**What the task asks:** Extract every line of the material that holds the string "StudentsT".
----------------------------------------
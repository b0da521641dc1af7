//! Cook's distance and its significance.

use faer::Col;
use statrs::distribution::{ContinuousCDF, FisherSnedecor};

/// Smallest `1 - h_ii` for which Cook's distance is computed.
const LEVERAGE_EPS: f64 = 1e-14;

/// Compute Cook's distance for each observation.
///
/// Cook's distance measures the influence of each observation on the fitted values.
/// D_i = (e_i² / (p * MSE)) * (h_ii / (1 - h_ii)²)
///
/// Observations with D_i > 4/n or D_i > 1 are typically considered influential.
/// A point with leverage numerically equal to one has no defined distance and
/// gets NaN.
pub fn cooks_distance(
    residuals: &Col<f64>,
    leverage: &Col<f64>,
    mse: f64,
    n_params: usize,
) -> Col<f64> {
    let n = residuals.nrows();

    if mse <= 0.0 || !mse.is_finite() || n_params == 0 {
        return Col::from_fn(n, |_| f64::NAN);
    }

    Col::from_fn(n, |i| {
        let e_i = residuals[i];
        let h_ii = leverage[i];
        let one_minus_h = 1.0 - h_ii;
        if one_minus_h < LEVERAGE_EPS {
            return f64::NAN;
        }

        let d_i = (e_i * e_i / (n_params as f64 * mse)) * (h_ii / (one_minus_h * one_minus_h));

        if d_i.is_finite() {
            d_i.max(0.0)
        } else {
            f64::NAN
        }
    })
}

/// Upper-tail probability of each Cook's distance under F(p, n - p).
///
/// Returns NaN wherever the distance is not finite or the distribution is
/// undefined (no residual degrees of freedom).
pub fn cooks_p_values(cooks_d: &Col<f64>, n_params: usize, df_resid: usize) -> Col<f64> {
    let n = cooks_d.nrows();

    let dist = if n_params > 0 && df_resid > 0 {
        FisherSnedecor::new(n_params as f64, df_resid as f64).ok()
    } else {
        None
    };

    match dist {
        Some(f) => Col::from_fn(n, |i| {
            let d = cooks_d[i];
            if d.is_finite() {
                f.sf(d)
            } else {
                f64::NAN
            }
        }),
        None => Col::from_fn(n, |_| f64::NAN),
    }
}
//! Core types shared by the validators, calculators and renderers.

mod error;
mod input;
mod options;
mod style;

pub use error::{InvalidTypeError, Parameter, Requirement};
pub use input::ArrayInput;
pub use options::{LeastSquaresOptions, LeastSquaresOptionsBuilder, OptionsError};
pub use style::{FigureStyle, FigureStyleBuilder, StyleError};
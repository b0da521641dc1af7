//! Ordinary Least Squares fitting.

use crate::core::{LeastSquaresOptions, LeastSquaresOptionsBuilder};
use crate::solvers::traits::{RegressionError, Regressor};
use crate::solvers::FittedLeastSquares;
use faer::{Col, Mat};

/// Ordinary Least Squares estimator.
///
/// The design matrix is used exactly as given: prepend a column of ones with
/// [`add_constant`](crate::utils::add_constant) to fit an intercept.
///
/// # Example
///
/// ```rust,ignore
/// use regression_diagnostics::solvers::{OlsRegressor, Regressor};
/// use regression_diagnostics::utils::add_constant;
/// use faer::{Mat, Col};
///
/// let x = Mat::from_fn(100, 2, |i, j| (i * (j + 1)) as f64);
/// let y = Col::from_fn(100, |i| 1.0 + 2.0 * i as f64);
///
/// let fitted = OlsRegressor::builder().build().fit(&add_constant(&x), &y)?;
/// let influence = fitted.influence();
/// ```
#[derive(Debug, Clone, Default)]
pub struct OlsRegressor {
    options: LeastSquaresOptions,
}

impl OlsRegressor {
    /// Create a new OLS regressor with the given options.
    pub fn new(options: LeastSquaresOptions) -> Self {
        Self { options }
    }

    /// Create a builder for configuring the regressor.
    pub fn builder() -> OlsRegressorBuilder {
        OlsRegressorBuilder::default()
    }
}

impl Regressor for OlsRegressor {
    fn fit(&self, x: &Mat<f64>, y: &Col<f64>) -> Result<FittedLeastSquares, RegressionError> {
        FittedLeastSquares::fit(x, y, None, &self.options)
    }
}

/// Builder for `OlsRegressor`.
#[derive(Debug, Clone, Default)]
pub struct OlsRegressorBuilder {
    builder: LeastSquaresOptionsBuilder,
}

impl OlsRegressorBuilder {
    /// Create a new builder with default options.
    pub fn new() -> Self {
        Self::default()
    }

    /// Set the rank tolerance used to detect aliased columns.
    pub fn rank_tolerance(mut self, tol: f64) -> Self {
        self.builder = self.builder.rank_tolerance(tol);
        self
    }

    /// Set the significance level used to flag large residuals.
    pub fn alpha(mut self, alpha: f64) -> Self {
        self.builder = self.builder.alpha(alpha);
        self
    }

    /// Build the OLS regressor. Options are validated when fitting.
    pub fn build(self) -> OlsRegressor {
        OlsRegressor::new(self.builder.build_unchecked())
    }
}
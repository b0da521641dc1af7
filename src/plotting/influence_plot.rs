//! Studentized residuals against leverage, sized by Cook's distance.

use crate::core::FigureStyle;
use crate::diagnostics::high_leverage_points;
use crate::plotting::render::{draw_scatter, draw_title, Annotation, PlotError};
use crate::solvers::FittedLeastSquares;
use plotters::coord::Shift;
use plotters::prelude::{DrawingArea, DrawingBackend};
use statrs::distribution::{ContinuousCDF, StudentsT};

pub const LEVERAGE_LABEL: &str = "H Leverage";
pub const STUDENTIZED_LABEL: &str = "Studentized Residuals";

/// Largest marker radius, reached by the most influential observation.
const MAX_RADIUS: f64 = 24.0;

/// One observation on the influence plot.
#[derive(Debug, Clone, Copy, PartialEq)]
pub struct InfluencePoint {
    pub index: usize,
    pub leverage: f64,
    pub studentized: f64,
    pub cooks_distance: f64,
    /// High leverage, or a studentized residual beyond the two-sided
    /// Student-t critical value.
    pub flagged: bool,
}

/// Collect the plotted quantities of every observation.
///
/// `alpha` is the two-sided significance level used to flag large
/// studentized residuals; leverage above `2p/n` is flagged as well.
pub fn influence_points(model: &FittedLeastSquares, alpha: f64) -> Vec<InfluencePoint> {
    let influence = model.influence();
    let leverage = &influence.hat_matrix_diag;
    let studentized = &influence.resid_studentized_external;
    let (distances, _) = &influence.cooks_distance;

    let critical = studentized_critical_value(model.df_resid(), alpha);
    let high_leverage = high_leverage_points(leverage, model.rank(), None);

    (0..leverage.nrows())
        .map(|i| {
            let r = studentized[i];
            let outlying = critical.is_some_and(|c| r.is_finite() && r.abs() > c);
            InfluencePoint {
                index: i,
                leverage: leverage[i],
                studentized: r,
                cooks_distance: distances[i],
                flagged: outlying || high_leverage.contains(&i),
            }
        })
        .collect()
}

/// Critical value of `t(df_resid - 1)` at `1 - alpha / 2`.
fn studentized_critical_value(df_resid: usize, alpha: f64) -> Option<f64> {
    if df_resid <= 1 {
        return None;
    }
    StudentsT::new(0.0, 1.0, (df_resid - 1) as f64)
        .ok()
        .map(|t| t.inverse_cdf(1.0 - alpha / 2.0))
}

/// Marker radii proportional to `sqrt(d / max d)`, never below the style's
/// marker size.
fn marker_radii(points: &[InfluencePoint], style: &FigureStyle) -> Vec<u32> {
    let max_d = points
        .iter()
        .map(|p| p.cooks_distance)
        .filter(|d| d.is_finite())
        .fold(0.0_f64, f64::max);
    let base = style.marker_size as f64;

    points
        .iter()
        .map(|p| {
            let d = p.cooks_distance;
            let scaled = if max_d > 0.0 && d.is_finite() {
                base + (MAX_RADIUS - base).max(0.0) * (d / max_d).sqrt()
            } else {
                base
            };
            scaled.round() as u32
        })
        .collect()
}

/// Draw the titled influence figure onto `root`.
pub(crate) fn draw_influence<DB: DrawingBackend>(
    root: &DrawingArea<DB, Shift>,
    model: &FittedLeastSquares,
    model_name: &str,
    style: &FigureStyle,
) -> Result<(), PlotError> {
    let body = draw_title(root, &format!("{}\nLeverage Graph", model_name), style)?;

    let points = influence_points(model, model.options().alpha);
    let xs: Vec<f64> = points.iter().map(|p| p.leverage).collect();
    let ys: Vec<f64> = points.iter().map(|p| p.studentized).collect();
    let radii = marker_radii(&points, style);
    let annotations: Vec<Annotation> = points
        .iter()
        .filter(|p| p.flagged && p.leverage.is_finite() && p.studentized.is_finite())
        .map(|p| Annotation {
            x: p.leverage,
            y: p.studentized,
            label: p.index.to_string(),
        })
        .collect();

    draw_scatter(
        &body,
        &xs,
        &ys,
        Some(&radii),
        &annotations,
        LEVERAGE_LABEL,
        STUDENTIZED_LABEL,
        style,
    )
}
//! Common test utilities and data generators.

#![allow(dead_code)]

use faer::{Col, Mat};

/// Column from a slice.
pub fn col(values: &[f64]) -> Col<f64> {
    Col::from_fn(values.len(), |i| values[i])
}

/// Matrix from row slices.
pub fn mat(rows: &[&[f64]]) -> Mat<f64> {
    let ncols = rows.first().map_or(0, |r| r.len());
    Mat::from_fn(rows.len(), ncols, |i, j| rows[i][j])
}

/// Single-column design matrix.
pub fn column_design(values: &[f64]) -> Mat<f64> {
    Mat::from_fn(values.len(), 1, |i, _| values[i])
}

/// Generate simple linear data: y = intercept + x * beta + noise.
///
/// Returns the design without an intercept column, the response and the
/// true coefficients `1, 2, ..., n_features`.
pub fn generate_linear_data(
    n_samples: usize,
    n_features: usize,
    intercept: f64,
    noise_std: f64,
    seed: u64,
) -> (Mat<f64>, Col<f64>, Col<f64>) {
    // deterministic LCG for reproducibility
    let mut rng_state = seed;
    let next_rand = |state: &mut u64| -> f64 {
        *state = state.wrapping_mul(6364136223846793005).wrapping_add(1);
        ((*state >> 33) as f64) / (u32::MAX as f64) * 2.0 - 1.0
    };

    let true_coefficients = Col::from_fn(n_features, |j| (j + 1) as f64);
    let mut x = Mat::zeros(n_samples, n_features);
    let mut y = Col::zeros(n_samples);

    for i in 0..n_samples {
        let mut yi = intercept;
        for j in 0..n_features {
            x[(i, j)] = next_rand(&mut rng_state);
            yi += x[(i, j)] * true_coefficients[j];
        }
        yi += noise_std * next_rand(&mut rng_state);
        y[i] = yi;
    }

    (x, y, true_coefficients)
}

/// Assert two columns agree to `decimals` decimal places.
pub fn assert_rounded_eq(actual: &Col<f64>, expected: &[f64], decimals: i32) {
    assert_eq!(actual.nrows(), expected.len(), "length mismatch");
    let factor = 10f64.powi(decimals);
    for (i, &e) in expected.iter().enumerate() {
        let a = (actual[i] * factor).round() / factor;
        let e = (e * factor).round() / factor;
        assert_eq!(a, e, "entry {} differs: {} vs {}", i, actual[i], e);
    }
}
----------------------------------------
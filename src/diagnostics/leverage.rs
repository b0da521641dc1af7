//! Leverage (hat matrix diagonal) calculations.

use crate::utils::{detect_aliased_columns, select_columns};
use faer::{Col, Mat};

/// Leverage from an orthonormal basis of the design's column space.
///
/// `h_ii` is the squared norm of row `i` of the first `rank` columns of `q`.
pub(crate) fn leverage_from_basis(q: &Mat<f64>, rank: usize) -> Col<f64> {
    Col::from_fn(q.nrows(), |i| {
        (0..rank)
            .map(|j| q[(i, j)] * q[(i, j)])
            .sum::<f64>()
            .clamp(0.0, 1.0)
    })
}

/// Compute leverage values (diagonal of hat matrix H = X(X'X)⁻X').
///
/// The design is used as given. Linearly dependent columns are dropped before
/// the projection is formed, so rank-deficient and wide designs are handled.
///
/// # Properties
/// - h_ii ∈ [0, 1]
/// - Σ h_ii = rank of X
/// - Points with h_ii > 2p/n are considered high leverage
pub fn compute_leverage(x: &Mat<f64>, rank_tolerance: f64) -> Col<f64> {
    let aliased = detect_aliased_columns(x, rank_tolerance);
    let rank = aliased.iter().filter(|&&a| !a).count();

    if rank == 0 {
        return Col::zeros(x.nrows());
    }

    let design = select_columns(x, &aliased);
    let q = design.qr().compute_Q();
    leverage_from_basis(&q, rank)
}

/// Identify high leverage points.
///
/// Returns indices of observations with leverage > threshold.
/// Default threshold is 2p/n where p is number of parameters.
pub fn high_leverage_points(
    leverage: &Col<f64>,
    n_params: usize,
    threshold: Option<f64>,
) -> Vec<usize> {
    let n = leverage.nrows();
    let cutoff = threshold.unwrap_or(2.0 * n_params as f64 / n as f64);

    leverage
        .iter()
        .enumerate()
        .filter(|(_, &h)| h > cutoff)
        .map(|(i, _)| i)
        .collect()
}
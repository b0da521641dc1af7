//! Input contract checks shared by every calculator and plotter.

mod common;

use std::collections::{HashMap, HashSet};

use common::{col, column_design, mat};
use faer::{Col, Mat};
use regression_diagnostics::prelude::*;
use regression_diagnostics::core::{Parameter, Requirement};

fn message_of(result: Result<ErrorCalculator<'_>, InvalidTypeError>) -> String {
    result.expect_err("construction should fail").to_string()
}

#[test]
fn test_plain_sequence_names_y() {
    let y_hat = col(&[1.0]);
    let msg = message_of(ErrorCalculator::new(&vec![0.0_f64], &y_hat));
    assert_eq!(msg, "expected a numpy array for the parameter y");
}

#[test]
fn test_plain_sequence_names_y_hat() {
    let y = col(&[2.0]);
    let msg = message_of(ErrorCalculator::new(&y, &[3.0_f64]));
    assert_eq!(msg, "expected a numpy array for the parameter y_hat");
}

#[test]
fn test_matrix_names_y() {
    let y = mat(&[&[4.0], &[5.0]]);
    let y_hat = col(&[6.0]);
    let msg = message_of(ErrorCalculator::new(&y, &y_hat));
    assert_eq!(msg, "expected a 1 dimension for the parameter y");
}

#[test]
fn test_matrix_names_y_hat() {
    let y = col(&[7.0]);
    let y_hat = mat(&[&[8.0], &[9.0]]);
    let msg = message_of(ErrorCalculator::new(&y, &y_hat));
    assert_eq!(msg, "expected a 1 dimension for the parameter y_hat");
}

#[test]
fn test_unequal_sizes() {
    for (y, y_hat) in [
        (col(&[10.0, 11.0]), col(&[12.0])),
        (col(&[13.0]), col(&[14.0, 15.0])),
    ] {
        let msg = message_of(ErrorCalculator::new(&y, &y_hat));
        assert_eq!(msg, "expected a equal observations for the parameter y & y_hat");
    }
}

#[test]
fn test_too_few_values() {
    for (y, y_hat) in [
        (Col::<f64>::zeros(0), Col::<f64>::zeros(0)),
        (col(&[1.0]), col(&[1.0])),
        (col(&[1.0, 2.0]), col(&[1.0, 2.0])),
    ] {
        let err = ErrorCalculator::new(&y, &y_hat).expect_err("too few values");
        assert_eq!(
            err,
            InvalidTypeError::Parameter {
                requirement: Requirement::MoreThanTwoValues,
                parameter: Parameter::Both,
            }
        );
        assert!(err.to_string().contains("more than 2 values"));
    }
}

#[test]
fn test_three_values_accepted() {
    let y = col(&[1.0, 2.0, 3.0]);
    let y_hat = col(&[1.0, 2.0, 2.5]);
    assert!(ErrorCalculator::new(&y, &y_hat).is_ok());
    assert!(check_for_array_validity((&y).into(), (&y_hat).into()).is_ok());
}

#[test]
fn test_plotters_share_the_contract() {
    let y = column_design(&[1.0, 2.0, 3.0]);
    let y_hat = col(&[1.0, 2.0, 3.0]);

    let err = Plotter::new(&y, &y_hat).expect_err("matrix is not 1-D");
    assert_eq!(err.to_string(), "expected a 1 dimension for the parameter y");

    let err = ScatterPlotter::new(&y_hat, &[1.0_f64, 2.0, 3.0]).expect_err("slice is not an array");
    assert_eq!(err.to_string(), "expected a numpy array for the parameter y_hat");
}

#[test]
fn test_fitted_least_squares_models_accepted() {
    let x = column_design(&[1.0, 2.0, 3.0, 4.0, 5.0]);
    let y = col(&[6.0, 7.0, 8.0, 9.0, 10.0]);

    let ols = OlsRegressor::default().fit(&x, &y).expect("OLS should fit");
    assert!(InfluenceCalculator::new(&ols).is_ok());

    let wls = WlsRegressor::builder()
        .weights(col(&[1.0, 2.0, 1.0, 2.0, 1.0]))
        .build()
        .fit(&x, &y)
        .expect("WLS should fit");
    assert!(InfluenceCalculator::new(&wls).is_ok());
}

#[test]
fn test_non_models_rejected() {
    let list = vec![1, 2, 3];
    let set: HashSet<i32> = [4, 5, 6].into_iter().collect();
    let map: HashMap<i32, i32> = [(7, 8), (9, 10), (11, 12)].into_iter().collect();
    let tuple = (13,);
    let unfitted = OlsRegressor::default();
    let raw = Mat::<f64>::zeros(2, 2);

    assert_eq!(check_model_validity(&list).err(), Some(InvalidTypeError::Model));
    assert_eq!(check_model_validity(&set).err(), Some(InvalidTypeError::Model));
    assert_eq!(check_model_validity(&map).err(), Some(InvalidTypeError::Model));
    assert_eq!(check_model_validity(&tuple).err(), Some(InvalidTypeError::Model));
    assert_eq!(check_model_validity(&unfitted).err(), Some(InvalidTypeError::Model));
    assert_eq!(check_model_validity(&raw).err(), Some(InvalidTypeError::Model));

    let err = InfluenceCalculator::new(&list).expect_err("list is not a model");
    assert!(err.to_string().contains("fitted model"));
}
----------------------------------------
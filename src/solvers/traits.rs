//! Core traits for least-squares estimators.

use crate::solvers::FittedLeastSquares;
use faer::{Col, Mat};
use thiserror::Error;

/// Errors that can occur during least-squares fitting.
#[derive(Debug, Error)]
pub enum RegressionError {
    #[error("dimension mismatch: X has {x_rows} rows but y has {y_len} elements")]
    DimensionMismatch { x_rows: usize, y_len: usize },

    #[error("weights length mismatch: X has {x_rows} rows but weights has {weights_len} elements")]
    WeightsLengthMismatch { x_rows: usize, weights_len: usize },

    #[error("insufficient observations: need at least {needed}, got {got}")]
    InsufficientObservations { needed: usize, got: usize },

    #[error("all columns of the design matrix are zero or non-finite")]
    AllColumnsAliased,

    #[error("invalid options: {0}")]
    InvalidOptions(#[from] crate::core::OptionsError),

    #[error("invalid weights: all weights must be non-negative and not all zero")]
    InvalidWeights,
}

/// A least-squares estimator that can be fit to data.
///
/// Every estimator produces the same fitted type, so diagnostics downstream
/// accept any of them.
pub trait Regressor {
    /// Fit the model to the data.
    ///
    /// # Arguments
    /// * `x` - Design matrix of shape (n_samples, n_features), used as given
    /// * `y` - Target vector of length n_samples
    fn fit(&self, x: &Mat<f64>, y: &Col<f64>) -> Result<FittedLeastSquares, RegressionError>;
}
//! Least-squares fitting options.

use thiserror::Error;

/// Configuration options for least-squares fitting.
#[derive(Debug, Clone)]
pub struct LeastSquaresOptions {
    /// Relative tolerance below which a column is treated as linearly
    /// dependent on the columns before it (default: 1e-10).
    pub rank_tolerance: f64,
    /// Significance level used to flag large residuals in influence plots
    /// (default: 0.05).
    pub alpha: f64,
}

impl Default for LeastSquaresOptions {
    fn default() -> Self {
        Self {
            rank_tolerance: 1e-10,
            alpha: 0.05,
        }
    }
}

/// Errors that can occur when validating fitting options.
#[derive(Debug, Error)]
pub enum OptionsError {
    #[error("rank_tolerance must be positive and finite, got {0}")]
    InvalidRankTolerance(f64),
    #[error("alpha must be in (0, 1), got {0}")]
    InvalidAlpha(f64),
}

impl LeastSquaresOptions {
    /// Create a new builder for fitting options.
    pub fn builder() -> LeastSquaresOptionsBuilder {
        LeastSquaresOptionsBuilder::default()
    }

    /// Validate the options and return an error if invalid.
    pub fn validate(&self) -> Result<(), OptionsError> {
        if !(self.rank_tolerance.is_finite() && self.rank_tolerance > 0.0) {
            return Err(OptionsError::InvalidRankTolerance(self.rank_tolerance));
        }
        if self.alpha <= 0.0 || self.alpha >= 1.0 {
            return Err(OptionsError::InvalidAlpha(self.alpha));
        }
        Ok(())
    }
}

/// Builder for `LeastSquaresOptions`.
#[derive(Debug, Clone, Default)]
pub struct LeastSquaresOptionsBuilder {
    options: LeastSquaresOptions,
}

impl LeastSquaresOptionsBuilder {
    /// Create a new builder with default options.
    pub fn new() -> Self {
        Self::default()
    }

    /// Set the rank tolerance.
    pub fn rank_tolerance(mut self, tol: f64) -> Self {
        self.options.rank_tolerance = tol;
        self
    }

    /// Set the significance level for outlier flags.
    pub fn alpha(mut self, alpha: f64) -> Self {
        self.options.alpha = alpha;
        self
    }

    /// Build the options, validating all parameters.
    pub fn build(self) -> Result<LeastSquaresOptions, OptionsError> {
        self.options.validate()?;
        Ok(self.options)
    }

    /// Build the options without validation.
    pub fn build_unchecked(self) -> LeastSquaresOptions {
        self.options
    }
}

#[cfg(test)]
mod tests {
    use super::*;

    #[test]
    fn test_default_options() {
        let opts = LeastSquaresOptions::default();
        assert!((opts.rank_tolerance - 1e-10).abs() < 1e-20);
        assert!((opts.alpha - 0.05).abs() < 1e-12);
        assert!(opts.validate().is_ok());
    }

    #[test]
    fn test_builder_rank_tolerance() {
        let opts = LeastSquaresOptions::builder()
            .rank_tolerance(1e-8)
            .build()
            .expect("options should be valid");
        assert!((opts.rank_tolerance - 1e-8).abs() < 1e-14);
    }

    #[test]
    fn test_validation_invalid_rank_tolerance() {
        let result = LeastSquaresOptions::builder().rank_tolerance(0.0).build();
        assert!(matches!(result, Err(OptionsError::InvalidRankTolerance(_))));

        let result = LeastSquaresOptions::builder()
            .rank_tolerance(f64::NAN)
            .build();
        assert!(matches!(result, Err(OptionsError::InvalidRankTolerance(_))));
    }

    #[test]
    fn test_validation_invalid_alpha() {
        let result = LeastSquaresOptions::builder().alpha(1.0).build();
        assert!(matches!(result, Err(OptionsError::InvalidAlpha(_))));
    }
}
----------------------------------------
**Exercise result:**
use statrs::distribution::{ContinuousCDF, StudentsT};
    StudentsT::new(0.0, 1.0, (df_resid - 1) as f64)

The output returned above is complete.